*Required action*:
Write out all the data again, exactly as it stands.

*Records shown*:
use anyhow::Result;
use axum::extract::rejection::JsonRejection;
use axum::extract::State;
use axum::http::StatusCode;
use axum::response::IntoResponse;
use axum::routing::{delete, get, post, put};
use axum::{Json, Router};
use ph_core::{config, db, http, logging, migrations, server};
use serde::Serialize;
use serde_json::Value;
use sqlx::{Pool, Sqlite};
use std::net::SocketAddr;

mod comments;
mod documents;
mod pizzas;


pub use documents::{CommentDocument, PizzaDocument, ReplyDocument};

const SERVICE_NAME: &str = "ph-api";

/// Pizza collection route; `POST` creates one pizza or a batch.
pub const PIZZAS_PATH: &str = "/api/pizzas";

#[derive(Clone)]
pub struct AppState {
    pool: Pool<Sqlite>,
}

impl AppState {
    pub fn new(pool: Pool<Sqlite>) -> Self {
        Self { pool }
    }
}

#[derive(Debug, Serialize)]
struct ErrorResponse {
    code: &'static str,
    message: String,
    details: Option<Value>,
}

#[derive(Debug)]
pub(crate) struct ApiError {
    status: StatusCode,
    code: &'static str,
    message: String,
    details: Option<Value>,
}

impl ApiError {
    fn new(status: StatusCode, code: &'static str, message: impl Into<String>) -> Self {
        Self {
            status,
            code,
            message: message.into(),
            details: None,
        }
    }

    fn not_found(message: impl Into<String>) -> Self {
        Self::new(StatusCode::NOT_FOUND, "NOT_FOUND", message)
    }

    fn with_details(mut self, details: Value) -> Self {
        self.details = Some(details);
        self
    }
}

impl From<sqlx::Error> for ApiError {
    fn from(err: sqlx::Error) -> Self {
        tracing::error!(error = %err, "database request failed");
        ApiError::new(StatusCode::INTERNAL_SERVER_ERROR, "DB_ERROR", err.to_string())
    }
}

impl From<JsonRejection> for ApiError {
    fn from(rejection: JsonRejection) -> Self {
        ApiError::new(rejection.status(), "INVALID_PAYLOAD", rejection.body_text())
    }
}

impl IntoResponse for ApiError {
    fn into_response(self) -> axum::response::Response {
        let payload = ErrorResponse {
            code: self.code,
            message: self.message,
            details: self.details,
        };
        (self.status, Json(payload)).into_response()
    }
}

type ApiResult<T> = Result<T, ApiError>;

#[derive(Serialize)]
struct HealthStatus {
    status: String,
}

pub struct ApiConfig {
    pub addr: SocketAddr,
    pub database_url: String,
}

pub fn load_config() -> Result<ApiConfig> {
    let addr = config::socket_addr_from_env("PIZZA_API_ADDR", "0.0.0.0:3001")?;
    let database_url = config::env_or("DATABASE_URL", "sqlite://data/pizza_hunt_api.db?mode=rwc");
    Ok(ApiConfig { addr, database_url })
}

pub async fn run(config: ApiConfig) -> Result<()> {
    logging::init(SERVICE_NAME);

    let pool = db::connect(&config.database_url).await?;
    migrations::run(&pool).await?;

    let router = http::apply_standard_layers(router(AppState::new(pool)), SERVICE_NAME);
    server::serve(config.addr, router).await
}

pub fn router(state: AppState) -> Router {
    Router::new()
        .route("/healthz", get(healthz))
        .route(
            PIZZAS_PATH,
            get(pizzas::list_pizzas).post(pizzas::create_pizzas),
        )
        .route(
            "/api/pizzas/:id",
            get(pizzas::get_pizza)
                .put(pizzas::update_pizza)
                .delete(pizzas::delete_pizza),
        )
        .route("/api/comments/:pizza_id", post(comments::add_comment))
        .route(
            "/api/comments/:pizza_id/:comment_id",
            put(comments::add_reply).delete(comments::remove_comment),
        )
        .route(
            "/api/comments/:pizza_id/:comment_id/:reply_id",
            delete(comments::remove_reply),
        )
        .with_state(state)
}

async fn healthz(State(state): State<AppState>) -> impl IntoResponse {
    match db::check_ready(&state.pool).await {
        Ok(_) => (StatusCode::OK, Json(HealthStatus { status: "ok".into() })),
        Err(_) => (
            StatusCode::SERVICE_UNAVAILABLE,
            Json(HealthStatus {
                status: "unavailable".into(),
            }),
        ),
    }
}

*Solution for this task*:
use anyhow::Result;
use axum::extract::rejection::JsonRejection;
use axum::extract::State;
use axum::http::StatusCode;
use axum::response::IntoResponse;
use axum::routing::{delete, get, post, put};
use axum::{Json, Router};
use ph_core::{config, db, http, logging, migrations, server};
use serde::Serialize;
use serde_json::Value;
use sqlx::{Pool, Sqlite};
use std::net::SocketAddr;

mod comments;
mod documents;
mod pizzas;


pub use documents::{CommentDocument, PizzaDocument, ReplyDocument};

const SERVICE_NAME: &str = "ph-api";

/// Pizza collection route; `POST` creates one pizza or a batch.
pub const PIZZAS_PATH: &str = "/api/pizzas";

#[derive(Clone)]
pub struct AppState {
    pool: Pool<Sqlite>,
}

impl AppState {
    pub fn new(pool: Pool<Sqlite>) -> Self {
        Self { pool }
    }
}

#[derive(Debug, Serialize)]
struct ErrorResponse {
    code: &'static str,
    message: String,
    details: Option<Value>,
}

#[derive(Debug)]
pub(crate) struct ApiError {
    status: StatusCode,
    code: &'static str,
    message: String,
    details: Option<Value>,
}

impl ApiError {
    fn new(status: StatusCode, code: &'static str, message: impl Into<String>) -> Self {
        Self {
            status,
            code,
            message: message.into(),
            details: None,
        }
    }

    fn not_found(message: impl Into<String>) -> Self {
        Self::new(StatusCode::NOT_FOUND, "NOT_FOUND", message)
    }

    fn with_details(mut self, details: Value) -> Self {
        self.details = Some(details);
        self
    }
}

impl From<sqlx::Error> for ApiError {
    fn from(err: sqlx::Error) -> Self {
        tracing::error!(error = %err, "database request failed");
        ApiError::new(StatusCode::INTERNAL_SERVER_ERROR, "DB_ERROR", err.to_string())
    }
}

impl From<JsonRejection> for ApiError {
    fn from(rejection: JsonRejection) -> Self {
        ApiError::new(rejection.status(), "INVALID_PAYLOAD", rejection.body_text())
    }
}

impl IntoResponse for ApiError {
    fn into_response(self) -> axum::response::Response {
        let payload = ErrorResponse {
            code: self.code,
            message: self.message,
            details: self.details,
        };
        (self.status, Json(payload)).into_response()
    }
}

type ApiResult<T> = Result<T, ApiError>;

#[derive(Serialize)]
struct HealthStatus {
    status: String,
}

pub struct ApiConfig {
    pub addr: SocketAddr,
    pub database_url: String,
}

pub fn load_config() -> Result<ApiConfig> {
    let addr = config::socket_addr_from_env("PIZZA_API_ADDR", "0.0.0.0:3001")?;
    let database_url = config::env_or("DATABASE_URL", "sqlite://data/pizza_hunt_api.db?mode=rwc");
    Ok(ApiConfig { addr, database_url })
}

pub async fn run(config: ApiConfig) -> Result<()> {
    logging::init(SERVICE_NAME);

    let pool = db::connect(&config.database_url).await?;
    migrations::run(&pool).await?;

    let router = http::apply_standard_layers(router(AppState::new(pool)), SERVICE_NAME);
    server::serve(config.addr, router).await
}

pub fn router(state: AppState) -> Router {
    Router::new()
        .route("/healthz", get(healthz))
        .route(
            PIZZAS_PATH,
            get(pizzas::list_pizzas).post(pizzas::create_pizzas),
        )
        .route(
            "/api/pizzas/:id",
            get(pizzas::get_pizza)
                .put(pizzas::update_pizza)
                .delete(pizzas::delete_pizza),
        )
        .route("/api/comments/:pizza_id", post(comments::add_comment))
        .route(
            "/api/comments/:pizza_id/:comment_id",
            put(comments::add_reply).delete(comments::remove_comment),
        )
        .route(
            "/api/comments/:pizza_id/:comment_id/:reply_id",
            delete(comments::remove_reply),
        )
        .with_state(state)
}

async fn healthz(State(state): State<AppState>) -> impl IntoResponse {
    match db::check_ready(&state.pool).await {
        Ok(_) => (StatusCode::OK, Json(HealthStatus { status: "ok".into() })),
        Err(_) => (
            StatusCode::SERVICE_UNAVAILABLE,
            Json(HealthStatus {
                status: "unavailable".into(),
            }),
        ),
    }
}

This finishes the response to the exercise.